[OE-core] RFC: FOO_subtract, the logical antidote to FOO_append.

Peter Seebach peter.seebach at windriver.com
Wed May 16 16:58:48 UTC 2012


On Wed, 16 May 2012 07:35:45 +0300
Saul Wold <sgw at linux.intel.com> wrote:

> My understanding is that a _subtract is fraught with danger, there
> all sorts of ordering implications.

Yes.

But consider, if you will, the specific case of
DISTRO_FEATURES_LIBC_DEFAULT, and a libc which is just like eglibc
except that it lacks RPC.

Anything I do that isn't processed at the tail end of everything,
around the point where _appends are processed, will be unable to
cleanly obtain "the value that would have been set by default if
nothing else happened", and then remove a word from it.  I can't set a
value in advance, because if I do the ?= won't fire and none of those
words will get set.  I can't necessarily set a value later.

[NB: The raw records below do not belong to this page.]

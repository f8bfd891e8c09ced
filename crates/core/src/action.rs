//! Remediation-side types: action plans, approval, execution and validation.

use std::fmt;
use std::str::FromStr;

use indexmap::IndexMap;
use serde::{Deserialize, Serialize};

use crate::error::FleetError;

// ── Approval mode ─────────────────────────────────────────────

/// Whether plan execution needs operator confirmation.
#[derive(Debug, Clone, Copy, Serialize, Deserialize, PartialEq, Eq, Default)]
pub enum ApprovalMode {
    /// Every plan is confirmed by an operator before it runs.
    #[default]
    Assisted,
    /// Plans run unattended.
    Automatic,
}

impl FromStr for ApprovalMode {
    type Err = FleetError;

    fn from_str(s: &str) -> Result<Self, Self::Err> {
        match s.trim().to_ascii_lowercase().as_str() {
            "assisted" => Ok(ApprovalMode::Assisted),
            "automatic" | "auto" => Ok(ApprovalMode::Automatic),
            other => Err(FleetError::Config(format!(
                "unknown approval mode '{other}' (expected Assisted or Automatic)"
            ))),
        }
    }
}

impl fmt::Display for ApprovalMode {
    fn fmt(&self, f: &mut fmt::Formatter<'_>) -> fmt::Result {
        match self {
            ApprovalMode::Assisted => f.write_str("Assisted"),
            ApprovalMode::Automatic => f.write_str("Automatic"),
        }
    }
}

// ── Action plans ──────────────────────────────────────────────

#[derive(Debug, Clone, Copy, Serialize, Deserialize, PartialEq, Eq, Default)]
pub enum ImplementationType {
    /// No automation exists; an operator has to act.
    #[default]
    Manual,
    /// Backed by a registered remediation command.
    Scripted,
}

/// The resolved, executable form of a recommendation or pattern match.
#[derive(Debug, Clone, Serialize, Deserialize, PartialEq)]
#[serde(rename_all = "camelCase")]
pub struct RemediationActionPlan {
    pub action_id: String,
    /// Recommendation id or pattern name this plan was resolved from.
    pub source_id: String,
    pub title: String,
    pub description: String,
    pub implementation_type: ImplementationType,
    /// Name of the remediation command to run.
    pub target_reference: Option<String>,
    pub resolved_parameters: IndexMap<String, serde_json::Value>,
    pub confirmation_required: bool,
    pub impact: String,
    pub success_criteria: String,
}

// ── Execution ─────────────────────────────────────────────────

#[derive(Debug, Clone, Copy, Serialize, Deserialize, PartialEq, Eq)]
pub enum ExecutionStatus {
    Success,
    /// The command ran and reported failure.
    Failed,
    /// Invoking the command errored.
    FailedExecution,
    /// No command is registered under the plan's target reference.
    FailedDependencyMissing,
    /// The plan has no automated implementation.
    FailedMapping,
    SkippedByUser,
    SkippedWhatIf,
}

impl ExecutionStatus {
    pub fn is_failure(&self) -> bool {
        matches!(
            self,
            ExecutionStatus::Failed
                | ExecutionStatus::FailedExecution
                | ExecutionStatus::FailedDependencyMissing
                | ExecutionStatus::FailedMapping
        )
    }

    pub fn is_skipped(&self) -> bool {
        matches!(self, ExecutionStatus::SkippedByUser | ExecutionStatus::SkippedWhatIf)
    }

    /// True when the executor was invoked for the plan.
    pub fn was_attempted(&self) -> bool {
        !self.is_skipped()
    }

    pub fn as_str(&self) -> &'static str {
        match self {
            ExecutionStatus::Success => "Success",
            ExecutionStatus::Failed => "Failed",
            ExecutionStatus::FailedExecution => "FailedExecution",
            ExecutionStatus::FailedDependencyMissing => "FailedDependencyMissing",
            ExecutionStatus::FailedMapping => "FailedMapping",
            ExecutionStatus::SkippedByUser => "SkippedByUser",
            ExecutionStatus::SkippedWhatIf => "SkippedWhatIf",
        }
    }
}

#[derive(Debug, Clone, Serialize, Deserialize, PartialEq)]
#[serde(rename_all = "camelCase")]
pub struct ExecutionResult {
    pub action_id: String,
    pub status: ExecutionStatus,
    #[serde(default)]
    pub output: String,
    #[serde(default)]
    pub errors: Vec<String>,
}

impl ExecutionResult {
    pub fn new(action_id: impl Into<String>, status: ExecutionStatus) -> Self {
        Self {
            action_id: action_id.into(),
            status,
            output: String::new(),
            errors: Vec::new(),
        }
    }

    pub fn with_error(mut self, error: impl Into<String>) -> Self {
        self.errors.push(error.into());
        self
    }

    pub fn with_output(mut self, output: impl Into<String>) -> Self {
        self.output = output.into();
        self
    }
}

// ── Validation ────────────────────────────────────────────────

#[derive(Debug, Clone, Copy, Serialize, Deserialize, PartialEq, Eq)]
pub enum ValidationStatus {
    Passed,
    Failed,
}

#[derive(Debug, Clone, Serialize, Deserialize, PartialEq)]
#[serde(rename_all = "camelCase")]
pub struct StepResult {
    pub name: String,
    pub passed: bool,
    #[serde(default)]
    pub detail: String,
}

#[derive(Debug, Clone, Serialize, Deserialize, PartialEq)]
#[serde(rename_all = "camelCase")]
pub struct ValidationReport {
    /// None for reports not tied to a single plan.
    pub action_id: Option<String>,
    pub overall_status: ValidationStatus,
    pub step_results: Vec<StepResult>,
    #[serde(default)]
    pub notes: Vec<String>,
}

impl ValidationReport {
    /// Build a report whose status follows from its steps.
    pub fn from_steps(action_id: impl Into<String>, step_results: Vec<StepResult>) -> Self {
        let overall_status = if step_results.iter().all(|s| s.passed) {
            ValidationStatus::Passed
        } else {
            ValidationStatus::Failed
        };
        Self {
            action_id: Some(action_id.into()),
            overall_status,
            step_results,
            notes: Vec::new(),
        }
    }

    pub fn is_failed(&self) -> bool {
        self.overall_status == ValidationStatus::Failed
    }
}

Overrides won't work either, because overrides also destroy the
existing values.

It seems to me that for a subtraction to work, it *must* be the very
last thing done.

Basically, the purpose of suggesting this as a formal behavior defined
to be The Very Last Thing is to minimize the complexity of the ordering
implications.  You get exactly what you would have gotten otherwise,
with these words removed.

-s
-- 
Listen, get this.  Nobody with a good compiler needs to be justified.